Data: Begin
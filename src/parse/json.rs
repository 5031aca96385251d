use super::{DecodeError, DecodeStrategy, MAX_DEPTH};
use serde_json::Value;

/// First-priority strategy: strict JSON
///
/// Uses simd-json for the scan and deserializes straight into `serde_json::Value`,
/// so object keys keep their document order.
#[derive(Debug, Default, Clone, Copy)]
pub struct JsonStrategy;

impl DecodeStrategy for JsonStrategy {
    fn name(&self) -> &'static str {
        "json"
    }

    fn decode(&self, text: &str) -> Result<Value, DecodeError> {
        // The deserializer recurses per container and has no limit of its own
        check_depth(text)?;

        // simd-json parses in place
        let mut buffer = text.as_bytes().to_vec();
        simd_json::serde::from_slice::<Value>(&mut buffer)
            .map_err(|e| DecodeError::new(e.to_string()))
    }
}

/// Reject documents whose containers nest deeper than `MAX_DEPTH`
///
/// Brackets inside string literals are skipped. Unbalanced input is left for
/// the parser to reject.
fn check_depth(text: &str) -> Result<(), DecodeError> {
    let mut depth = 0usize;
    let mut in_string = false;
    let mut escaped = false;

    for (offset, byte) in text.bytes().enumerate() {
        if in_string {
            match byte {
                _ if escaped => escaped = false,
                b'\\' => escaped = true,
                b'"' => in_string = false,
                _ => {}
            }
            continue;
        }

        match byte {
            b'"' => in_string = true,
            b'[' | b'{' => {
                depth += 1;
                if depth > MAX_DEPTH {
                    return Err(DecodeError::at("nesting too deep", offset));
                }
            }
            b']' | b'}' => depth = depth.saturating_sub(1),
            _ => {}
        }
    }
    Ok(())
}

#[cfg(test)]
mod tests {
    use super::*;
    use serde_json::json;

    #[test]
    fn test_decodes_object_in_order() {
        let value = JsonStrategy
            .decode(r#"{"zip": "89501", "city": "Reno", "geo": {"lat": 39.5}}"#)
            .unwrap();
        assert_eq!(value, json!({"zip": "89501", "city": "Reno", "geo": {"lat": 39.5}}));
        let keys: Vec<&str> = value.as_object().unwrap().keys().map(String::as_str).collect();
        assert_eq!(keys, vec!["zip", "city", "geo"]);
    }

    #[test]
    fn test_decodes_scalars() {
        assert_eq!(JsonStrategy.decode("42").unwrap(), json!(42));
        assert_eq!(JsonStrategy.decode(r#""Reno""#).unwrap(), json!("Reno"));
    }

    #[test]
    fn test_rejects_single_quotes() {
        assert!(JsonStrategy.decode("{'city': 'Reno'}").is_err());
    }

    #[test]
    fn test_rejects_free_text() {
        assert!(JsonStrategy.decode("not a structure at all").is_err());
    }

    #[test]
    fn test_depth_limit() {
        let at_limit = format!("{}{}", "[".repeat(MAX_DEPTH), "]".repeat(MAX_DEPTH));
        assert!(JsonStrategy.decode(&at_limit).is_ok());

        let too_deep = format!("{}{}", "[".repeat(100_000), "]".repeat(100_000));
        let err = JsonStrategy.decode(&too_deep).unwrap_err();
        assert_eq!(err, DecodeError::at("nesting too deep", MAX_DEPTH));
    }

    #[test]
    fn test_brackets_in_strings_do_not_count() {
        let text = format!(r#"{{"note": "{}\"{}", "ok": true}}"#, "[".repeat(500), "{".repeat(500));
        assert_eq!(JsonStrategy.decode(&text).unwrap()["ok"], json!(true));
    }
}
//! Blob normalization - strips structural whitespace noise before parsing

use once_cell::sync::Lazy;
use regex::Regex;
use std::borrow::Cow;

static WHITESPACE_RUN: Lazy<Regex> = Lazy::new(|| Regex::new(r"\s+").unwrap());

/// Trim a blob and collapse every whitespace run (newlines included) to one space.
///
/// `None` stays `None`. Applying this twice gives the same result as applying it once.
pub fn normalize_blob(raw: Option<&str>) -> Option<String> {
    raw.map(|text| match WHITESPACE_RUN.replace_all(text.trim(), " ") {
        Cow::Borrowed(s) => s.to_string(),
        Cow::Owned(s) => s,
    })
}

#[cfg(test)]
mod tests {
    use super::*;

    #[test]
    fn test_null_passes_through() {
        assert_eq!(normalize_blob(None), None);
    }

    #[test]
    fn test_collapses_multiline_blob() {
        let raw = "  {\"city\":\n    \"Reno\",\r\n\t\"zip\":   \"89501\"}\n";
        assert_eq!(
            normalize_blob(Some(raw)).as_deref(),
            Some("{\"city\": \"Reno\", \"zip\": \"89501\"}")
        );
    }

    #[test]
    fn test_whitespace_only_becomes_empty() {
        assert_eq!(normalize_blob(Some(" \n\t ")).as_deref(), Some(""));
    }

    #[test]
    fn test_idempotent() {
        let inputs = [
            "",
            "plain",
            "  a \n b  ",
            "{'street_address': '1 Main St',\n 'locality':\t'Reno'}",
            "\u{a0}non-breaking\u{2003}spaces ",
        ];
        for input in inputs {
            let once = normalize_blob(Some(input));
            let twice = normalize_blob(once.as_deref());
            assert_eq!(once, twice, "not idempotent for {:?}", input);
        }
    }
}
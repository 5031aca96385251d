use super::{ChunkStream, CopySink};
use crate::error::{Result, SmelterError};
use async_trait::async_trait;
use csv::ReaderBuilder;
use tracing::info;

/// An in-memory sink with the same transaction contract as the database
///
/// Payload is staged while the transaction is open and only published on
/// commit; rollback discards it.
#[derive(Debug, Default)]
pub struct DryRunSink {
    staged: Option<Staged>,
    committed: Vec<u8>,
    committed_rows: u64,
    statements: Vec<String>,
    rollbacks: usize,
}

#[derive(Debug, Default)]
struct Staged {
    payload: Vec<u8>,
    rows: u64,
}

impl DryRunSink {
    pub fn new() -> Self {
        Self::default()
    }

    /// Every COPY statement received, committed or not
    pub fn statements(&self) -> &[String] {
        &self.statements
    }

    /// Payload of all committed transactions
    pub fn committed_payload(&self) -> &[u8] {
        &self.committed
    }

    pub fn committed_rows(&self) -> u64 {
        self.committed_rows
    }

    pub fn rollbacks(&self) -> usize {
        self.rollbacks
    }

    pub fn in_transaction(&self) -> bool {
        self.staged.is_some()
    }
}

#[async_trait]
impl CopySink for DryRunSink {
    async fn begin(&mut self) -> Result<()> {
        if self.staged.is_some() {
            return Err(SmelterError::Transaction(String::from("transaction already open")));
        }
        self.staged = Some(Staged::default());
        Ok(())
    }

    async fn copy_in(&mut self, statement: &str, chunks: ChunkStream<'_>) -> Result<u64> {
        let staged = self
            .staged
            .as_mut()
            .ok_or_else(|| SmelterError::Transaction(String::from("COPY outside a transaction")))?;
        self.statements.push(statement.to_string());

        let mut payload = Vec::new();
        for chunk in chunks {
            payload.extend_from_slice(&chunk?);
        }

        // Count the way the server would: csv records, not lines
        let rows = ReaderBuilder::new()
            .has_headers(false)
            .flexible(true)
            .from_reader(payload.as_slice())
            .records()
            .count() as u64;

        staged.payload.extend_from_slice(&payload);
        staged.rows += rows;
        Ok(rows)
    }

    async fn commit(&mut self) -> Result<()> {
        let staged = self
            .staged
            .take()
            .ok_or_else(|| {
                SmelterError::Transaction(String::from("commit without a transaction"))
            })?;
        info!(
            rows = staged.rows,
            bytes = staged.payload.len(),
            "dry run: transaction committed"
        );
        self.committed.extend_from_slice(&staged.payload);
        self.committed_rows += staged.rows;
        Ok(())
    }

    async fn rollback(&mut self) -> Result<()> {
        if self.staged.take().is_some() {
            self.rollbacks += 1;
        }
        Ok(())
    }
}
Data: End
=== What you will do ===
Scan the records for the word "keys". Copy each line where it turns up.

=== Response area ===
/// so object keys keep their document order.
        let keys: Vec<&str> = value.as_object().unwrap().keys().map(String::as_str).collect();
        assert_eq!(keys, vec!["zip", "city", "geo"]);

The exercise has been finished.